The move comes amid lawmakers’ increasing frustration with the administration over a U.S.-led airstrike that killed Iranian Quds Force Gen. Qassem Soleimani and resulted in heightened hostility between Washington and Tehran. The resolution is expected to receive bipartisan support with at least four Republicans voting for its passage, despite Trump and Secretary of State Mike Pompeo’s insistence that the attack, which was carried out without the approval of Congress, was necessary due to an imminent threat against the U.S.
Trump is scheduled to take the stage at the Panther Arena, where scores of supporters are already lined up, an hour before Democrats face off in the final debate in Iowa before that battleground state holds its caucus on Feb. 3.
The president’s appearance in Wisconsin is an effort by his campaign to again clinch victory in a state that was notoriously blue before Trump beat Hilary Clinton by nearly 23,000 votes in 2016.
A recent Fox News Poll shows Democratic frontrunner Sen.

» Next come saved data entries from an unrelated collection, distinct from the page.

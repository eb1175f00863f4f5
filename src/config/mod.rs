//! Configuration for the fleet browser
//!
//! Configuration is loaded in order of precedence:
//! 1. Environment variables (highest priority)
//! 2. Config file (~/.config/fleet-browser/config.toml)
//! 3. Built-in defaults (lowest priority)

use serde::Deserialize;
use std::path::PathBuf;

// ─────────────────────────────────────────────────────────────────────────────
// Submodules
// ─────────────────────────────────────────────────────────────────────────────

mod sections;
mod serialization;

#[cfg(test)]
mod tests;

// ─────────────────────────────────────────────────────────────────────────────
// Re-exports (maintain public API)
// ─────────────────────────────────────────────────────────────────────────────

pub use sections::{LocationConfig, LocationPolicy, LocationSource, LogRotation, LoggingConfig};

// ─────────────────────────────────────────────────────────────────────────────
// Constants
// ─────────────────────────────────────────────────────────────────────────────

/// Version info
pub const VERSION: &str = env!("CARGO_PKG_VERSION");

const DEFAULT_API_URL: &str = "http://127.0.0.1:8080/api";
const DEFAULT_TIMEOUT_SECS: u64 = 30;

// ─────────────────────────────────────────────────────────────────────────────
// Application Configuration
// ─────────────────────────────────────────────────────────────────────────────

/// Application configuration
#[derive(Debug, Clone)]
pub struct Config {
    /// Base URL of the boat data service
    pub api_url: String,

    /// Per-request timeout for data service calls
    pub request_timeout_secs: u64,

    /// Whether to enable the TUI (can be disabled for headless mode)
    pub enable_tui: bool,

    /// Demo mode: serve an in-memory fleet instead of calling the data service
    pub demo_mode: bool,

    /// Geolocation source and failure policy
    pub location: LocationConfig,

    /// Logging configuration
    pub logging: LoggingConfig,
}

impl Default for Config {
    fn default() -> Self {
        Self {
            api_url: DEFAULT_API_URL.to_string(),
            request_timeout_secs: DEFAULT_TIMEOUT_SECS,
            enable_tui: true,
            demo_mode: false,
            location: LocationConfig::default(),
            logging: LoggingConfig::default(),
        }
    }
}

// ─────────────────────────────────────────────────────────────────────────────
// File Configuration (deserialization layer)
// ─────────────────────────────────────────────────────────────────────────────

/// Config file structure (subset of Config that makes sense to persist)
#[derive(Debug, Deserialize, Default)]
pub(crate) struct FileConfig {
    pub api_url: Option<String>,
    pub request_timeout_secs: Option<u64>,

    #[serde(default)]
    pub location: LocationConfig,

    #[serde(default)]
    pub logging: LoggingConfig,
}

// ─────────────────────────────────────────────────────────────────────────────
// Configuration Loading
// ─────────────────────────────────────────────────────────────────────────────

/// Interpret a runtime flag env var ("1" / "true")
fn flag(value: Option<String>) -> Option<bool> {
    value.map(|v| v == "1" || v.eq_ignore_ascii_case("true"))
}

impl Config {
    /// Get the config file path: ~/.config/fleet-browser/config.toml
    /// Uses Unix-style ~/.config on all platforms for consistency
    pub fn config_path() -> Option<PathBuf> {
        dirs::home_dir().map(|p| p.join(".config").join("fleet-browser").join("config.toml"))
    }

    /// Create config file with defaults if it doesn't exist
    /// Called during startup to help users discover configuration options
    pub fn ensure_config_exists() {
        let Some(path) = Self::config_path() else {
            return;
        };

        if path.exists() {
            return;
        }

        if let Some(parent) = path.parent() {
            if std::fs::create_dir_all(parent).is_err() {
                return; // Config is optional
            }
        }

        // Write defaults (ignore errors - config is optional)
        let _ = std::fs::write(&path, Self::default().to_toml());
    }

    /// Load file config if it exists
    ///
    /// # Panics
    /// Never; but exits the process if the file exists and is invalid. A broken
    /// config should fail fast with a clear error, not silently fall back.
    fn load_file_config() -> FileConfig {
        let Some(path) = Self::config_path() else {
            return FileConfig::default();
        };

        match std::fs::read_to_string(&path) {
            Ok(contents) => match toml::from_str(&contents) {
                Ok(config) => config,
                Err(e) => {
                    eprintln!("\n  CONFIG ERROR - Failed to parse configuration file\n");
                    eprintln!("  File: {}\n", path.display());
                    eprintln!("  Error: {}\n", e);
                    eprintln!("  To reset, run `fleet-browser config --reset`.\n");
                    std::process::exit(1);
                }
            },
            Err(e) if e.kind() == std::io::ErrorKind::NotFound => FileConfig::default(),
            Err(e) => {
                eprintln!("\n  CONFIG ERROR - Cannot read configuration file\n");
                eprintln!("  File: {}\n", path.display());
                eprintln!("  Error: {}\n", e);
                std::process::exit(1);
            }
        }
    }

    /// Load configuration: file -> env vars -> defaults
    pub fn from_env() -> Self {
        Self::from_sources(Self::load_file_config(), |key| std::env::var(key).ok())
    }

    /// Merge a parsed file with an environment lookup
    pub(crate) fn from_sources(file: FileConfig, env: impl Fn(&str) -> Option<String>) -> Self {
        let defaults = Self::default();

        // API URL: env > file > default
        let api_url = env("FLEET_API_URL")
            .or(file.api_url)
            .unwrap_or(defaults.api_url);

        // Request timeout: env > file > default
        let request_timeout_secs = env("FLEET_TIMEOUT_SECS")
            .and_then(|v| v.parse().ok())
            .or(file.request_timeout_secs)
            .unwrap_or(defaults.request_timeout_secs);

        // TUI toggle: env only (runtime flag)
        let enable_tui = !flag(env("FLEET_NO_TUI")).unwrap_or(false);

        // Demo mode: env only (runtime flag)
        let demo_mode = flag(env("FLEET_DEMO")).unwrap_or(false);

        let mut location = file.location;
        if let Some(latitude) = env("FLEET_LATITUDE").and_then(|v| v.parse().ok()) {
            location.latitude = Some(latitude);
        }
        if let Some(longitude) = env("FLEET_LONGITUDE").and_then(|v| v.parse().ok()) {
            location.longitude = Some(longitude);
        }

        Self {
            api_url,
            request_timeout_secs,
            enable_tui,
            demo_mode,
            location,
            logging: file.logging,
        }
    }
}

Bernie Sanders, I-Vt., leading Trump by four points in Wisconsin. Forty-six percent of registered voters favor Sanders compared to 42 percent backing Trump.
Democrats are expected to hold their national convention in the crucial state of Wisconsin in July in an effort to secure a 2020 win.
Counterprotests and other related events organized by both Democrats and the Trump administration were planned ahead of the rally at an arena in the heart of downtown.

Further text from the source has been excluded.